Hier ist eine große Pause, die jedoch nicht so nichtssagend ist, wie diese paar Striche. Was ich schreiben wollte, ist: Doch die Mittagspause ist vorüber und wir müssen wieder an unsere Arbeit. - Arbeit? Ja, wenn Ihr das sähet; wir sind die reinsten Maulwürfe; wir werfen nämlich Schützengräben aus, damit die Herren Engländer hier nicht durchbrechen. So tut man allerlei, wovon man früher keine Ahnung gehabt hat. Aber man tut es gern. Wir machen es uns auch ganz gemütlich; bauen Unterstände, wo wir des Nachts unser müdes Haupt hinlegen und unterschlüpfen können, uns gegen Schrapnells zu schützen. Wir nehmen ab und zu auch ein Schlückchen Wein; denn Patrouillen von uns haben eine Anzahl Flaschen guten Rotweins mitgebracht! -
Erlaube mir, den von Ihrem lieben Sohn und Bruder begonnenen Brief zu vollenden, derselbe ist jetzt außerstande, dasselbe zu tun, denn er ist verwundet. Um Sie darauf vorzubereiten, teile ich Ihnen dieses ergebenst mit. Machen Sie sich auf das Schlimmste gefaßt. Die Kugel, die den Helden traf, hat leider zu gut getroffen, denn sie hat ihn getötet. Richten Sie sich aber auf in dem schönen Bewußtsein, daß er den schönsten Tod starb, nämlich den Heldentod fürs Vaterland. Mit freundlichem Gruß! Ein Kamerad, der es gut meint.
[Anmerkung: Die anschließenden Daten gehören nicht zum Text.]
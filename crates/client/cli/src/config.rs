//! CLI configuration loaded from the process environment.
use std::env;
use std::path::PathBuf;

/// Locations and tuning for one CLI invocation.
#[derive(Clone, Debug)]
pub struct CliConfig {
    /// Snapshot directory of the game-data service.
    pub data_dir: PathBuf,
    /// Directory holding the card artwork.
    pub assets_dir: PathBuf,
    /// Replaces the artwork directory's `gacha_font.ttf` for the pity footer.
    pub font_path: Option<PathBuf>,
    /// JSON document with every user's gacha state.
    pub store_path: PathBuf,
    pub render_workers: Option<usize>,
    pub rng_seed: Option<u64>,
    /// Enables the file log layer when set.
    pub log_dir: Option<PathBuf>,
}

impl Default for CliConfig {
    fn default() -> Self {
        Self {
            data_dir: PathBuf::from("./data"),
            assets_dir: PathBuf::from("./assets"),
            font_path: None,
            store_path: default_store_path(),
            render_workers: None,
            rng_seed: None,
            log_dir: None,
        }
    }
}

impl CliConfig {
    /// Construct configuration from process environment variables.
    ///
    /// Environment variables:
    /// - `GACHA_DATA_DIR` - Game-data snapshot directory (default: ./data)
    /// - `GACHA_ASSETS_DIR` - Card artwork directory (default: ./assets)
    /// - `GACHA_FONT_PATH` - Footer font override (default: {assets}/gacha_font.ttf)
    /// - `GACHA_STORE_PATH` - User store file (default: platform data dir)
    /// - `GACHA_RENDER_WORKERS` - Concurrent card renders (default: 8)
    /// - `GACHA_RNG_SEED` - Seed for reproducible batches (default: OS entropy)
    /// - `GACHA_LOG_DIR` - Also write logs to this directory (default: stderr only)
    pub fn from_env() -> Self {
        let mut config = Self::default();

        if let Some(dir) = read_path("GACHA_DATA_DIR") {
            config.data_dir = dir;
        }
        if let Some(dir) = read_path("GACHA_ASSETS_DIR") {
            config.assets_dir = dir;
        }
        if let Some(path) = read_path("GACHA_STORE_PATH") {
            config.store_path = path;
        }
        config.font_path = read_path("GACHA_FONT_PATH");
        config.log_dir = read_path("GACHA_LOG_DIR");

        config.render_workers = read_env::<usize>("GACHA_RENDER_WORKERS").map(|n| n.max(1));
        config.rng_seed = read_env::<u64>("GACHA_RNG_SEED");

        config
    }
}

/// Platform data directory, e.g. `~/.local/share/gacha/gacha.json` on Linux.
fn default_store_path() -> PathBuf {
    directories::ProjectDirs::from("", "", "gacha")
        .map(|dirs| dirs.data_dir().to_path_buf())
        .unwrap_or_else(|| PathBuf::from("./save_data"))
        .join("gacha.json")
}

fn read_path(key: &str) -> Option<PathBuf> {
    env::var_os(key)
        .filter(|value| !value.is_empty())
        .map(PathBuf::from)
}

fn read_env<T>(key: &str) -> Option<T>
where
    T: std::str::FromStr,
{
    env::var(key).ok()?.parse().ok()
}
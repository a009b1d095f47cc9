//! Result-sheet compositor.
//!
//! Turns an ordered batch of [`DrawResult`]s into a PNG:
//! - cards are rendered concurrently by the card worker pool, each falling
//!   back to the placeholder portrait on failure
//! - cards are laid out in rows of five over the background
//! - the pity counter is written into the footer
mod assets;
mod card;
mod grid;
mod raster;

pub use assets::CardAssets;
pub use card::{CardBadges, Portrait, RenderedCard, compose_card};
pub use grid::{CARDS_PER_ROW, compose_grid, draw_footer};
pub use raster::{TextBox, decode, encode_png};

use std::path::PathBuf;
use std::sync::Arc;

use thiserror::Error;

use gacha_core::DrawResult;

use crate::oracle::{CharacterDict, GachaOracle, OracleError};
use crate::workers::CardWorkerPool;

#[derive(Debug, Error)]
pub enum RenderError {
    #[error("failed to read {path}")]
    Io {
        path: PathBuf,
        #[source]
        source: std::io::Error,
    },

    #[error("failed to decode asset {asset}")]
    Decode {
        asset: String,
        #[source]
        source: image::ImageError,
    },

    #[error("failed to encode result sheet")]
    Encode(#[source] image::ImageError),

    #[error("invalid font file {0}")]
    InvalidFont(PathBuf),

    #[error(transparent)]
    Oracle(#[from] OracleError),

    #[error("sheet rendering task failed")]
    Task(#[source] tokio::task::JoinError),
}

/// Renders draw results into a PNG result sheet.
#[derive(Clone)]
pub struct Compositor {
    oracle: Arc<dyn GachaOracle>,
    assets: Arc<CardAssets>,
    workers: CardWorkerPool,
}

impl Compositor {
    pub fn new(oracle: Arc<dyn GachaOracle>, assets: Arc<CardAssets>, render_workers: usize) -> Self {
        let workers = CardWorkerPool::new(Arc::clone(&oracle), Arc::clone(&assets), render_workers);
        Self {
            oracle,
            assets,
            workers,
        }
    }

    /// Renders `results` using a fresh character dictionary from the oracle.
    ///
    /// Returns `Ok(None)` for an empty batch.
    pub async fn render_batch(
        &self,
        results: &[DrawResult],
        pity: u32,
    ) -> Result<Option<Vec<u8>>, RenderError> {
        if results.is_empty() {
            return Ok(None);
        }
        let characters = Arc::new(self.oracle.characters().await?);
        self.render_with(results, pity, characters).await
    }

    /// Renders `results` against an already fetched character dictionary.
    pub async fn render_with(
        &self,
        results: &[DrawResult],
        pity: u32,
        characters: Arc<CharacterDict>,
    ) -> Result<Option<Vec<u8>>, RenderError> {
        if results.is_empty() {
            return Ok(None);
        }

        let cards = self.workers.render_cards(results, characters).await;
        let placeholders = cards.iter().filter(|card| card.placeholder).count();
        if placeholders > 0 {
            tracing::warn!(
                "{} of {} cards rendered with placeholder portrait",
                placeholders,
                cards.len()
            );
        }

        let assets = Arc::clone(&self.assets);
        let png = tokio::task::spawn_blocking(move || {
            let images: Vec<_> = cards.into_iter().map(|card| card.image).collect();
            let mut sheet = compose_grid(&assets, &images);
            draw_footer(&mut sheet, &assets, pity);
            encode_png(&sheet).map_err(RenderError::Encode)
        })
        .await
        .map_err(RenderError::Task)??;

        tracing::debug!("Rendered result sheet ({} bytes)", png.len());
        Ok(Some(png))
    }
}

impl std::fmt::Debug for Compositor {
    fn fmt(&self, f: &mut std::fmt::Formatter<'_>) -> std::fmt::Result {
        f.debug_struct("Compositor")
            .field("assets", &self.assets)
            .field("workers", &self.workers)
            .finish()
    }
}

#[cfg(test)]
pub(crate) use card::tests::{FOOTER_FONT, test_assets};
//! Oracle access errors.

use std::path::PathBuf;

use gacha_core::RateTableError;
use thiserror::Error;

/// Errors that occur when reading data-service records.
///
/// A missing asset only degrades a single card; every other variant means the
/// batch cannot be evaluated.
#[derive(Debug, Error)]
pub enum OracleError {
    #[error("failed to read {path}: {source}")]
    Io {
        path: PathBuf,
        #[source]
        source: std::io::Error,
    },

    #[error("malformed {document}: {source}")]
    Malformed {
        document: String,
        #[source]
        source: serde_json::Error,
    },

    #[error("asset not found: {0}")]
    AssetNotFound(String),

    #[error("invalid rate config: {0}")]
    InvalidRates(#[from] RateTableError),
}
Martin Drescher, stud. phil., Berlin,
geb. 22. Juni 1893,
gest. 3. November 1914 an den Folgen seiner Verwundung in Cherbourg.
Das war ein Tag, an den ich nur mit Schrecken zurückdenken werde, dieser 21. Oktober. Unsere Artillerie war nicht zur Stelle und wir mußten gegen feindliche Artillerie, Infanterie und Maschinengewehre vorgehen, nein, vorspringen und Deckung suchen. Nicht einmal zum Schuß sind wir gekommen, es war ein Spießrutenlaufen. Am Abend haben wir uns dann noch eingraben müssen: die Minuten wurden zu Stunden, ein kleines Häuflein unserer Kompagnie fand sich zusammen: ich war auch zu einer anderen Kompagnie versprengt worden. Nun die Totenstille, ringsum brennende Dörfer, Stöhnen von Leicht- und Schwerverletzten; und dann noch mannstief sich eingraben. Um 2 Uhr nachts half ich noch, unseren schwerverwundeten Zugführer suchen.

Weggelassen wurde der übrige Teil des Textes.